僕は、いまだに自分が文章を書くのが得意だと思っていない。

「人からそう言われるので、おそらく僕は文章を書くのが得意なのだろう」と認識しているだけで、自分で文章が得意だとは全く思っていない。「しゃべるよりは書く方が得意だろう」ぐらいの認識である。

他人の文章の良し悪しはわかる。同じ船内新聞の仲間の書いた文章は本当にうまいし、逆にネットでよくわかんない記事を見て、「文章下手だなー」と思うこともある。

だが、自分の文章に暗しては、とんとわからない。

「これでいいのかな?」と首をかしげながら日々仕事をしている。

何か月もやってクビになってないから、おそらく評価されているんだろう、という認識である(もちろん、不採用になった原稿もたくさんある)。

だいたい、僕は「フリーライターになれた」のではない。他の仕事が壊滅的にできないから、「フリーライターになるしかなかった」のである。「書く仕事がしたかった」とは言ったが、「いきなりフリーで」なんて一言も言っていない。いきなりフリーで仕事をし出したのは、かわいそうなくらい会社の仕事ができないからであり、かわいそうなくらい面接が苦手だからだ。

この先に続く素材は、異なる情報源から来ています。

//! Binary entry point for the `linlab` CLI.

use linlab::{cli, ui};

fn main() {
    if let Err(err) = cli::run() {
        ui::output::error(format!("{:#}", err));
        std::process::exit(1);
    }
}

志望校に全滅して、滑り止めの高校に進学したら、意外と自分に合ってた、そんな感じだ。

ピースボートで人生は劇的に変わる、わけではない。これまでの伏線を回収するだけだし、相変わらず自信なんてない。

ただ、ピースボートは「選択肢」を提供してくれる場であったと思う。

船で出会った仲間や水先案内人、旅先の文化や風景などが、あなたに無数の選択肢を与えてくれる。「普通の」以外にも道はたくさんあるんだと教えてくれる。

そして、ピースボートは何かをチャレンジした人を応援してくれる人がとても多い。一般社会では「空気読めよ」と言われてしまいそうなことも、臆することなく評価してくれる。だから、どんどんチャレンジするといい。船は積極的じゃないと楽しめない」、これは僕が恩人からもらった言葉だ。

無数の選択肢の中から何かを選び取った時、それまでの人生にちりばめていた複線が、そして不思議な偶然が、最高の仲間が、ちょっと背中を押してくれる。たったそれだけである。